Shares of Hess Corporation (NYSE:HES) observed rebound of 1.19% since bottoming out at $42.67 on Jun. 16, 2017. Meanwhile, due to an ongoing pressure which caused a decline of almost -4.11% in the past five days, the stock price is now down -29.97% so far on the year — still in weak territory. In this case, shares are down -33.47% from $65.56 , the 52-week high touched on Dec. 13, 2016, but are collecting gains at -22.25% for the past 12 months.

Is It Worth the Risk?

Brokerage houses, on average, are recommending investors to hold Hess Corporation (HES)’s shares projecting a $61.58 target price. What do this target means? Price targets reflect what the analyst believes a stock will be worth four quarters into the future. Are investors supposed to sell when the stock hits the target? Price targets frequently change, depending on the outlook for a company’s earnings. Sometimes it may seem like it, but analysts don’t just pull their price targets out of thin air. Typically, they estimate what the company’s earnings and cash flow will be for the next couple of years, and then apply a ratio – such as a price-to-earnings ratio – to those estimates to determine what the future stock price should theoretically be.

Revenue Growth Rates

HES’s revenue has declined at an average annualized rate of about -25.8% during the past five years. However, the company’s most recent quarter increase of 28.4% looks attractive.

Comparing Profitability

While there are a number of profitability ratios that measure a company’s ability to generate profit from the sales or services it provides, one of the most important is the net profit margin. It tells us what percentage of revenue a company keeps after all its bills are paid. While the higher this number is, the better, there is no gold standard. That’s why this number shouldn’t be looked at in isolation, but should be compared to a company’s peer group as well as its sector. Currently, Hess Corporation net profit margin for the 12 months is at -115.3%. Comparatively, the peers have a net margin 6.54%, and the sector’s average is 49.37%. In that light, it seems in weak position compared to its peers and sector.

Southwest Airlines Co. (NYSE:LUV) is another stock that is grabbing investors attention these days. Its shares have trimmed -1.55% since hitting a peak level of $61.24 on Jun. 02, 2017. Thanks to an increase of almost 5.7% in the past one month, the stock price is now outperforming with 20.97% so far on the year — still in strong zone. In this case, shares are 70.21% higher from $35.42, the worst price in 52 weeks suffered on Aug. 02, 2016, and are keeping their losses at 22.34% for the past six months.

Trading The Odds

The good news is there’s still room for the share price to grow. At recent closing price of $60.29, LUV has a chance to add $5.51 or 9.14% in 52 weeks, based on mean target price ($65.8) placed by analysts.The analyst consensus opinion of 1.9 looks like a buy. It has a 36-month beta of 1.3 , so you might be in for a bumpy ride.

EPS Growth Rates

For the past 5 years, Southwest Airlines Co.’s EPS growth has been nearly 72.9%. Sure, the percentage is encouraging but better times are ahead as looking out over a next 5-year period, analysts expect the company to see its earnings go up by 12.11%, annually.

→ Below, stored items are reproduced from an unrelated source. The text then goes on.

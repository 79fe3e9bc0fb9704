use serde::{Deserialize, Serialize};

use crate::model::ids::QuestionId;
use crate::model::question::Question;

//
// ─── SELECTION ─────────────────────────────────────────────────────────────────
//

/// What the user picked for a question, or the timeout sentinel.
///
/// `TimeExpired` records a question whose countdown fired before any
/// option was confirmed; it is never correct.
#[derive(Debug, Clone, Copy, PartialEq, Eq, Serialize, Deserialize)]
#[serde(rename_all = "snake_case")]
pub enum Selection {
    Chosen(u8),
    TimeExpired,
}

impl Selection {
    /// Chosen option index, `None` for the timeout sentinel.
    #[must_use]
    pub fn index(self) -> Option<u8> {
        match self {
            Self::Chosen(i) => Some(i),
            Self::TimeExpired => None,
        }
    }

    #[must_use]
    pub fn is_time_expired(self) -> bool {
        matches!(self, Self::TimeExpired)
    }
}

//
// ─── ANSWER RECORD ─────────────────────────────────────────────────────────────
//

/// Record of a single revealed answer within a session.
///
/// Correctness is derived at record time and the subject tag is copied
/// from the question, so later aggregation survives question re-tagging.
#[derive(Debug, Clone, PartialEq, Eq, Serialize, Deserialize)]
pub struct AnswerRecord {
    pub question_id: QuestionId,
    pub selection: Selection,
    pub correct: bool,
    pub time_spent_secs: u32,
    pub subject: Option<String>,
}

impl AnswerRecord {
    /// Builds the record for a revealed question.
    ///
    /// Time spent is clamped to the per-question budget; a `TimeExpired`
    /// selection is incorrect by definition.
    #[must_use]
    pub fn record(
        question: &Question,
        selection: Selection,
        time_spent_secs: u32,
        budget_secs: u32,
    ) -> Self {
        let correct = match selection {
            Selection::Chosen(i) => question.is_correct(i),
            Selection::TimeExpired => false,
        };

        Self {
            question_id: question.id(),
            selection,
            correct,
            time_spent_secs: time_spent_secs.min(budget_secs),
            subject: question.subject().map(str::to_owned),
        }
    }
}

//
// ─── TESTS ─────────────────────────────────────────────────────────────────────
//
//! Snapshot persistence for pause/resume.
//!
//! Serializes [`SessionSnapshot`]s to JSON blobs behind the schema-opaque
//! [`ProgressStore`] interface. Saves are whole-record replaces; a blob
//! that fails to decode or validate is treated as absent and cleared, so
//! corrupted resume state can never block starting a fresh session.

use std::sync::Arc;

use quiz_core::model::{SessionSnapshot, UserId};
use storage::repository::{ProgressStore, StorageError};

#[derive(Clone)]
pub struct ProgressService {
    store: Arc<dyn ProgressStore>,
}

impl ProgressService {
    #[must_use]
    pub fn new(store: Arc<dyn ProgressStore>) -> Self {
        Self { store }
    }

    /// Persist the snapshot, replacing whatever was stored before.
    ///
    /// # Errors
    ///
    /// Returns `StorageError` if encoding or the store write fails.
    pub async fn save(&self, user: &UserId, snapshot: &SessionSnapshot) -> Result<(), StorageError> {
        let blob = serde_json::to_string(snapshot)
            .map_err(|e| StorageError::Serialization(e.to_string()))?;
        self.store.set(user, &blob).await?;
        tracing::debug!(user = %user, "session snapshot saved");
        Ok(())
    }

    /// Load the user's saved snapshot, if any.
    ///
    /// A structurally invalid blob (failed decode or invariant check) is
    /// discarded and reported as absent.
    ///
    /// # Errors
    ///
    /// Returns `StorageError` only for store read failures, never for
    /// corruption.
    pub async fn load(&self, user: &UserId) -> Result<Option<SessionSnapshot>, StorageError> {
        let Some(blob) = self.store.get(user).await? else {
            return Ok(None);
        };

        let snapshot = serde_json::from_str::<SessionSnapshot>(&blob)
            .map_err(|e| e.to_string())
            .and_then(|snap| snap.validate().map(|()| snap).map_err(|e| e.to_string()));

        match snapshot {
            Ok(snapshot) => Ok(Some(snapshot)),
            Err(reason) => {
                tracing::warn!(user = %user, %reason, "discarding corrupt session snapshot");
                if let Err(err) = self.store.clear(user).await {
                    tracing::warn!(user = %user, error = %err, "failed to clear corrupt snapshot");
                }
                Ok(None)
            }
        }
    }

    /// Remove any saved snapshot.
    ///
    /// # Errors
    ///
    /// Returns `StorageError` on store failure.
    pub async fn clear(&self, user: &UserId) -> Result<(), StorageError> {
        self.store.clear(user).await
    }
}

//
// ─── TESTS ─────────────────────────────────────────────────────────────────────
//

Is it turning profits into returns?

Two other important profitability ratios for investors to know are both returns-based ratios that measure a company’s ability to create wealth for shareholders. They are return on equity and return on assets. Return on equity measures is a company’s ability to turn an investor’s equity into profit. The higher the return on equity, the better job a company is at optimizing the investment made on shareholders’ behalf. Southwest Airlines Co.’s ROE is 26.54%, while industry’s is 7.82%. The average ROE for the sector stands at 6.06%.

Return on assets, on the other hand, measures a company’s ability to turn assets such as cash, buildings, equipment, or inventory into more assets. LUV’s ROA is 9.05%, while industry’s average is 1.58%. As with any return, the higher this number the better. However, it, too, needs to be taken into the context of a company’s peer group as well as its sector. The average return on assets for companies in the same sector is 4.72.